Silence. Elisabeth felt the weight of Lorelei’s regard. Once she seemed to decide that Elisabeth wasn’t faking it, she rose with a whisper of satin and stepped over Elisabeth’s prone body on her way outside. As soon as she had gone, Elisabeth hiked up her skirts and scrambled to the desk. Bracing herself, she swept away Ashcroft’s cloak.

The grimoire lay open beneath a length of iron chain stretched along the valley of its spine, its pages filled with a slanted, spiky script. That was all she had a chance to observe before a wave of malevolence crashed against her, forcing her a step backward. A man’s voice roared wordlessly within her mind, tearing at her in a maelstrom of anguish and fury.

She didn’t have time to wonder whether she’d made a mistake. The edges of the room darkened; the grimoire’s pages whipped as if the study’s windows had been thrown open during a howling gale. She clenched her teeth and pushed against the grimoire’s will, stretching out her hand, trembling with the effort.

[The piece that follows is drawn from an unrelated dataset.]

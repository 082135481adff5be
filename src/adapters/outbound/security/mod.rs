/// Security adapters providing the caller's permissions
mod static_user_session;

pub use static_user_session::StaticUserSession;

Sweat beaded her brow. Even the hands of the clock on the mantelpiece seemed to slow, like the air had turned to treacle. At last her fingertips brushed leather, and a confused, sickening rush of emotions thrummed through her body. Longing. Rage. Betrayal. She had never felt anything like it before. She swallowed thickly, wishing she had iron gloves to dampen the grimoire’s psychic emanations.

“I’m not your enemy,” she forced out. “I’m here as a prisoner of Chancellor Ashcroft. I intend to stop him, if I can.”

At once the man’s voice fell silent, and the pressure in the air disappeared. Elisabeth fell forward, catching herself on the desk, her muscles quivering from the strain. The grimoire now lay quiescent. Her desperate guess had proved correct—its malice and fury had been meant for Ashcroft, not for her.

“What does he want from you?” she murmured. Carefully, she lifted it from the desk.

Its cover was bound in strange scaled leather, crimson in color, which reminded her unsettlingly of the imps in the conservatory. A five-pointed pentagram was emblazoned on the front. Age had faded the title, but the words remained legible: The Codex Daemonicus.